▶ [WORK TO BE COMPLETED]
Would you please copy each line below that includes the string "count"?

▶ [INFORMATION SUPPLIED]

//! The closed catalog of predicate and combinator kinds.

use crate::error::ModelError;
use serde::{Deserialize, Serialize};
use std::{fmt, str::FromStr};

/// Broad grouping of operator tags. Every tag belongs to exactly one family.
#[derive(Debug, Clone, Copy, PartialEq, Eq, Hash, Serialize, Deserialize)]
#[serde(rename_all = "SCREAMING_SNAKE_CASE")]
pub enum OperatorFamily {
    Logical,
    Comparison,
    Spatial,
    Temporal,
    XPath,
    Function,
}

impl fmt::Display for OperatorFamily {
    fn fmt(&self, f: &mut fmt::Formatter<'_>) -> fmt::Result {
        let name = match self {
            OperatorFamily::Logical => "logical",
            OperatorFamily::Comparison => "comparison",
            OperatorFamily::Spatial => "spatial",
            OperatorFamily::Temporal => "temporal",
            OperatorFamily::XPath => "xpath",
            OperatorFamily::Function => "function",
        };
        f.write_str(name)
    }
}

/// Identifies one predicate or combinator.
#[derive(Debug, Clone, Copy, PartialEq, Eq, Hash, PartialOrd, Ord, Serialize, Deserialize)]
#[serde(rename_all = "SCREAMING_SNAKE_CASE")]
pub enum OperatorTag {
    // Logical
    And,
    Or,
    Not,
    Include,
    Exclude,

    // Comparison
    IsEqualTo,
    IsNotEqualTo,
    IsGreaterThan,
    IsGreaterThanOrEqualTo,
    IsLessThan,
    IsLessThanOrEqualTo,
    IsBetween,
    IsLike,
    IsFuzzy,
    IsNull,

    // Spatial
    Beyond,
    Contains,
    Crosses,
    Disjoint,
    #[serde(rename = "DWITHIN")]
    DWithin,
    Intersects,
    Overlaps,
    Touches,
    Within,
    NearestNeighbor,

    // Temporal
    After,
    Before,
    During,
    Relative,

    // XPath
    #[serde(rename = "XPATH_EXISTS")]
    XPathExists,
    #[serde(rename = "XPATH_IS_LIKE")]
    XPathIsLike,
    #[serde(rename = "XPATH_IS_FUZZY")]
    XPathIsFuzzy,

    // Function
    Function,
}

impl OperatorTag {
    pub const ALL: [OperatorTag; 33] = [
        OperatorTag::And,
        OperatorTag::Or,
        OperatorTag::Not,
        OperatorTag::Include,
        OperatorTag::Exclude,
        OperatorTag::IsEqualTo,
        OperatorTag::IsNotEqualTo,
        OperatorTag::IsGreaterThan,
        OperatorTag::IsGreaterThanOrEqualTo,
        OperatorTag::IsLessThan,
        OperatorTag::IsLessThanOrEqualTo,
        OperatorTag::IsBetween,
        OperatorTag::IsLike,
        OperatorTag::IsFuzzy,
        OperatorTag::IsNull,
        OperatorTag::Beyond,
        OperatorTag::Contains,
        OperatorTag::Crosses,
        OperatorTag::Disjoint,
        OperatorTag::DWithin,
        OperatorTag::Intersects,
        OperatorTag::Overlaps,
        OperatorTag::Touches,
        OperatorTag::Within,
        OperatorTag::NearestNeighbor,
        OperatorTag::After,
        OperatorTag::Before,
        OperatorTag::During,
        OperatorTag::Relative,
        OperatorTag::XPathExists,
        OperatorTag::XPathIsLike,
        OperatorTag::XPathIsFuzzy,
        OperatorTag::Function,
    ];

    pub fn family(&self) -> OperatorFamily {
        use OperatorTag::*;
        match self {
            And | Or | Not | Include | Exclude => OperatorFamily::Logical,
            IsEqualTo | IsNotEqualTo | IsGreaterThan | IsGreaterThanOrEqualTo | IsLessThan
            | IsLessThanOrEqualTo | IsBetween | IsLike | IsFuzzy | IsNull => {
                OperatorFamily::Comparison
            }
            Beyond | Contains | Crosses | Disjoint | DWithin | Intersects | Overlaps | Touches
            | Within | NearestNeighbor => OperatorFamily::Spatial,
            After | Before | During | Relative => OperatorFamily::Temporal,
            XPathExists | XPathIsLike | XPathIsFuzzy => OperatorFamily::XPath,
            Function => OperatorFamily::Function,
        }
    }

    /// `>`, `>=`, `<` and `<=`.
    pub fn is_ordering(&self) -> bool {
        matches!(
            self,
            OperatorTag::IsGreaterThan
                | OperatorTag::IsGreaterThanOrEqualTo
                | OperatorTag::IsLessThan
                | OperatorTag::IsLessThanOrEqualTo
        )
    }

    /// Operators that may compare a property (or function) against a single literal.
    pub fn is_binary_comparison(&self) -> bool {
        matches!(self, OperatorTag::IsEqualTo | OperatorTag::IsNotEqualTo) || self.is_ordering()
    }

    /// The operator obtained by swapping the operands, e.g. `5 < x` is `x > 5`.
    pub fn mirrored(&self) -> OperatorTag {
        match self {
            OperatorTag::IsGreaterThan => OperatorTag::IsLessThan,
            OperatorTag::IsGreaterThanOrEqualTo => OperatorTag::IsLessThanOrEqualTo,
            OperatorTag::IsLessThan => OperatorTag::IsGreaterThan,
            OperatorTag::IsLessThanOrEqualTo => OperatorTag::IsGreaterThanOrEqualTo,
            other => *other,
        }
    }

    /// Spatial operators that carry a buffer distance.
    pub fn takes_distance(&self) -> bool {
        matches!(self, OperatorTag::DWithin | OperatorTag::Beyond)
    }

    pub fn as_str(&self) -> &'static str {
        use OperatorTag::*;
        match self {
            And => "AND",
            Or => "OR",
            Not => "NOT",
            Include => "INCLUDE",
            Exclude => "EXCLUDE",
            IsEqualTo => "IS_EQUAL_TO",
            IsNotEqualTo => "IS_NOT_EQUAL_TO",
            IsGreaterThan => "IS_GREATER_THAN",
            IsGreaterThanOrEqualTo => "IS_GREATER_THAN_OR_EQUAL_TO",
            IsLessThan => "IS_LESS_THAN",
            IsLessThanOrEqualTo => "IS_LESS_THAN_OR_EQUAL_TO",
            IsBetween => "IS_BETWEEN",
            IsLike => "IS_LIKE",
            IsFuzzy => "IS_FUZZY",
            IsNull => "IS_NULL",
            Beyond => "BEYOND",
            Contains => "CONTAINS",
            Crosses => "CROSSES",
            Disjoint => "DISJOINT",
            DWithin => "DWITHIN",
            Intersects => "INTERSECTS",
            Overlaps => "OVERLAPS",
            Touches => "TOUCHES",
            Within => "WITHIN",
            NearestNeighbor => "NEAREST_NEIGHBOR",
            After => "AFTER",
            Before => "BEFORE",
            During => "DURING",
            Relative => "RELATIVE",
            XPathExists => "XPATH_EXISTS",
            XPathIsLike => "XPATH_IS_LIKE",
            XPathIsFuzzy => "XPATH_IS_FUZZY",
            Function => "FUNCTION",
        }
    }
}

impl fmt::Display for OperatorTag {
    fn fmt(&self, f: &mut fmt::Formatter<'_>) -> fmt::Result {
        f.write_str(self.as_str())
    }
}

impl FromStr for OperatorTag {
    type Err = ModelError;

    fn from_str(s: &str) -> Result<Self, Self::Err> {
        OperatorTag::ALL
            .iter()
            .find(|tag| tag.as_str().eq_ignore_ascii_case(s))
            .copied()
            .ok_or_else(|| ModelError::UnknownOperator(s.to_string()))
    }
}

#[cfg(test)]
mod tests {
    use super::*;
    use std::collections::HashSet;

    #[test]
    fn test_every_tag_listed_once() {
        let unique: HashSet<_> = OperatorTag::ALL.iter().collect();
        assert_eq!(unique.len(), OperatorTag::ALL.len());
    }

    #[test]
    fn test_family_partition() {
        let count = |family| {
            OperatorTag::ALL
                .iter()
                .filter(|t| t.family() == family)
                .count()
        };
        assert_eq!(count(OperatorFamily::Logical), 5);
        assert_eq!(count(OperatorFamily::Comparison), 10);
        assert_eq!(count(OperatorFamily::Spatial), 10);
        assert_eq!(count(OperatorFamily::Temporal), 4);
        assert_eq!(count(OperatorFamily::XPath), 3);
        assert_eq!(count(OperatorFamily::Function), 1);
    }

    #[test]
    fn test_display_parse_agree() {
        for tag in OperatorTag::ALL {
            assert_eq!(tag.to_string().parse::<OperatorTag>().unwrap(), tag);
        }
        assert_eq!("dwithin".parse::<OperatorTag>().unwrap(), OperatorTag::DWithin);
        assert!("IS_SIMILAR_TO".parse::<OperatorTag>().is_err());
    }

    #[test]
    fn test_serde_names_match_display() {
        for tag in OperatorTag::ALL {
            let json = serde_json::to_string(&tag).unwrap();
            assert_eq!(json, format!("\"{}\"", tag));
        }
    }

    #[test]
    fn test_mirrored() {
        assert_eq!(OperatorTag::IsLessThan.mirrored(), OperatorTag::IsGreaterThan);
        assert_eq!(
            OperatorTag::IsGreaterThanOrEqualTo.mirrored(),
            OperatorTag::IsLessThanOrEqualTo
        );
        assert_eq!(OperatorTag::IsEqualTo.mirrored(), OperatorTag::IsEqualTo);
    }
}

▶ [RESPONSE]
        let count = |family| {
                .count()
        assert_eq!(count(OperatorFamily::Logical), 5);
        assert_eq!(count(OperatorFamily::Comparison), 10);
        assert_eq!(count(OperatorFamily::Spatial), 10);
        assert_eq!(count(OperatorFamily::Temporal), 4);
        assert_eq!(count(OperatorFamily::XPath), 3);
        assert_eq!(count(OperatorFamily::Function), 1);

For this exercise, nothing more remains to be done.